Task prompt: With both ends included, repeat exactly the lines of the entries below from the one containing "Print help information" down to the one containing "let mut pargs = Arguments::from_env();", and no others.

[Stored dataset items]
....................
//! The `MobilityModel` tagged variant and its shared parameters.

use cov_core::{Area, Point, ScenarioConfig, SimRng};

use crate::{Enterprise, ModelKind, RandomDirection, RandomWaypoint};

/// Scenario-wide movement parameters, borrowed read-only by every model on
/// every step.
#[derive(Copy, Clone, Debug, PartialEq)]
pub struct MobilityParams {
    pub area:      Area,
    pub min_speed: f64,
    pub max_speed: f64,
    pub wait_time: u32,
}

impl MobilityParams {
    pub fn from_config(config: &ScenarioConfig) -> Self {
        Self {
            area:      config.area,
            min_speed: config.min_speed,
            max_speed: config.max_speed,
            wait_time: config.wait_time,
        }
    }
}

/// One agent's movement rule together with its private motion state.
///
/// Construct with [`MobilityModel::new`]; each agent gets its own instance.
#[derive(Clone, Debug)]
pub enum MobilityModel {
    RandomWaypoint(RandomWaypoint),
    RandomDirection(RandomDirection),
    Enterprise(Enterprise),
}

impl MobilityModel {
    /// Build a fresh model of `kind`.
    ///
    /// RandomDirection draws its initial heading then speed from `rng` here;
    /// the other models draw lazily on their first step.
    pub fn new(kind: ModelKind, params: &MobilityParams, rng: &mut SimRng) -> Self {
        match kind {
            ModelKind::RandomWaypoint  => MobilityModel::RandomWaypoint(RandomWaypoint::new()),
            ModelKind::RandomDirection => {
                MobilityModel::RandomDirection(RandomDirection::new(params, rng))
            }
            ModelKind::Enterprise      => MobilityModel::Enterprise(Enterprise::new()),
        }
    }

    pub fn kind(&self) -> ModelKind {
        match self {
            MobilityModel::RandomWaypoint(_)  => ModelKind::RandomWaypoint,
            MobilityModel::RandomDirection(_) => ModelKind::RandomDirection,
            MobilityModel::Enterprise(_)      => ModelKind::Enterprise,
        }
    }

    /// Advance `position` by one time step.
    #[inline]
    pub fn step(&mut self, position: &mut Point, params: &MobilityParams, rng: &mut SimRng) {
        match self {
            MobilityModel::RandomWaypoint(m)  => m.step(position, params, rng),
            MobilityModel::RandomDirection(m) => m.step(position, params, rng),
            MobilityModel::Enterprise(m)      => m.step(position, params, rng),
        }
    }
}
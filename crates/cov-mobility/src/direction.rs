//! Random direction: move in a straight line until the next step would leave
//! the area, then stop at the wall, pause, and pick a new heading and speed.

use cov_core::{Point, SimRng};

use crate::{MobilityParams, Phase};

/// Per-agent random-direction state.
#[derive(Clone, Debug, PartialEq)]
pub struct RandomDirection {
    /// Degrees in `[0, 360)`.
    heading:   f64,
    speed:     f64,
    wait_left: u32,
}

impl RandomDirection {
    /// Draw order: heading, speed.
    pub fn new(params: &MobilityParams, rng: &mut SimRng) -> Self {
        let heading = rng.gen_range(0.0..360.0);
        let speed = rng.uniform_closed(params.min_speed, params.max_speed);
        Self { heading, speed, wait_left: 0 }
    }

    /// Start travelling along a fixed heading / speed with no pending wait.
    pub fn with_motion(heading_deg: f64, speed: f64) -> Self {
        Self { heading: heading_deg, speed, wait_left: 0 }
    }

    pub fn phase(&self) -> Phase {
        if self.wait_left > 0 { Phase::Waiting } else { Phase::Traveling }
    }

    pub fn heading(&self) -> f64 {
        self.heading
    }

    pub fn speed(&self) -> f64 {
        self.speed
    }

    pub fn wait_left(&self) -> u32 {
        self.wait_left
    }

    pub fn step(&mut self, position: &mut Point, params: &MobilityParams, rng: &mut SimRng) {
        if self.wait_left > 0 {
            self.wait_left -= 1;
            return;
        }

        let (sin, cos) = self.heading.to_radians().sin_cos();
        let candidate = Point::new(position.x + self.speed * cos, position.y + self.speed * sin);

        if params.area.contains(candidate) {
            *position = candidate;
            return;
        }

        // Hit a wall: stay put (snapped onto the boundary), then re-draw in
        // the order wait, heading, speed.
        *position = params.area.clamp(*position);
        self.wait_left = rng.gen_range(0..=params.wait_time);
        self.heading = rng.gen_range(0.0..360.0);
        self.speed = rng.uniform_closed(params.min_speed, params.max_speed);
    }
}
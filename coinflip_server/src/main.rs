//! Coinflip gambling server.
//!
//! Serves the coinflip game over HTTP, backed by PostgreSQL or, with
//! `--memory`, by an in-process store.

use std::net::SocketAddr;
use std::sync::Arc;

use anyhow::Error;
use coinflip::{
    Ledger, Resolver,
    db::{Database, MemoryStore, PgAccountStore, PgStatsStore},
};
use coinflip_server::{
    api,
    config::{Overrides, ServerConfig},
    logging, metrics,
};
use log::info;
use pico_args::Arguments;

const HELP: &str = "\
Run the coinflip gambling server

USAGE:
  coinflip_server [OPTIONS]

OPTIONS:
  --bind          IP:PORT  Server socket bind address  [default: env SERVER_BIND or 127.0.0.1:6969]
  --db-url        URL      Database connection string  [default: env DATABASE_URL]
  --metrics-bind  IP:PORT  Prometheus scrape address   [default: env METRICS_BIND or disabled]

FLAGS:
  --memory                 Keep balances and stats in memory instead of PostgreSQL
  -h, --help               Print help information

ENVIRONMENT:
  STARTING_BALANCE         Balance given to new accounts (default: 0)
  WIN_MULTIPLIER           Gross payout ratio on a win (default: 2.0)
  DB_MAX_CONNECTIONS       Pool size and other DB_* pool settings
  RUST_LOG                 Log filter (default: info)
  (See .env file for all configuration options)
";

#[tokio::main]
async fn main() -> Result<(), Error> {
    // Load .env file if it exists
    let _ = dotenvy::dotenv();

    let mut pargs = Arguments::from_env();

    // Help has a higher priority and should be handled separately.
    if pargs.contains(["-h", "--help"]) {
        print!("{HELP}");
        std::process::exit(0);
    }

    let overrides = Overrides {
        memory: pargs.contains("--memory"),
        bind: pargs.opt_value_from_str::<_, SocketAddr>("--bind")?,
        database_url: pargs.opt_value_from_str("--db-url")?,
        metrics_bind: pargs.opt_value_from_str::<_, SocketAddr>("--metrics-bind")?,
    };

    let config = ServerConfig::from_env(overrides)?;
    config.validate()?;

    logging::init();
    info!("Starting coinflip server at {}", config.bind);
    info!(
        "Starting balance {}, win multiplier {}x",
        config.starting_balance,
        config.game.win_multiplier()
    );

    if let Some(addr) = config.metrics_bind {
        metrics::init_metrics(addr).map_err(|e| anyhow::anyhow!(e))?;
        info!("Prometheus metrics exposed at http://{addr}/metrics");
    }

    let (resolver, database) = match &config.database {
        Some(db_config) => {
            let db = Database::new(db_config)
                .await
                .map_err(|e| anyhow::anyhow!("Failed to connect to database: {}", e))?;
            db.apply_schema()
                .await
                .map_err(|e| anyhow::anyhow!("Failed to apply schema: {}", e))?;
            info!("Database connected successfully");

            let pool = Arc::new(db.pool().clone());
            let ledger = Ledger::new(
                Arc::new(PgAccountStore::new(pool.clone())),
                config.starting_balance,
            );
            let resolver = Resolver::new(ledger, Arc::new(PgStatsStore::new(pool)), config.game);
            (resolver, Some(db))
        }
        None => {
            log::warn!("Running on the in-memory store; balances are lost on exit");
            let store = MemoryStore::new();
            let ledger = Ledger::new(Arc::new(store.clone()), config.starting_balance);
            (Resolver::new(ledger, Arc::new(store), config.game), None)
        }
    };

    let app = api::create_router(api::AppState::new(resolver, database.clone()));

    let listener = tokio::net::TcpListener::bind(config.bind)
        .await
        .map_err(|e| anyhow::anyhow!("Failed to bind to {}: {}", config.bind, e))?;

    info!(
        "Server is running at http://{}. Press Ctrl+C to stop.",
        config.bind
    );

    axum::serve(listener, app)
        .with_graceful_shutdown(shutdown_signal())
        .await
        .map_err(|e| anyhow::anyhow!("Server error: {}", e))?;

    info!("Shutting down server...");
    if let Some(db) = database {
        db.close().await;
    }

    Ok(())
}

/// Graceful shutdown signal
async fn shutdown_signal() {
    if let Err(e) = tokio::signal::ctrl_c().await {
        log::error!("Failed to listen for shutdown signal: {e}");
    }
}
....................
Expected output:
  -h, --help               Print help information

ENVIRONMENT:
  STARTING_BALANCE         Balance given to new accounts (default: 0)
  WIN_MULTIPLIER           Gross payout ratio on a win (default: 2.0)
  DB_MAX_CONNECTIONS       Pool size and other DB_* pool settings
  RUST_LOG                 Log filter (default: info)
  (See .env file for all configuration options)
";

#[tokio::main]
async fn main() -> Result<(), Error> {
    // Load .env file if it exists
    let _ = dotenvy::dotenv();

    let mut pargs = Arguments::from_env();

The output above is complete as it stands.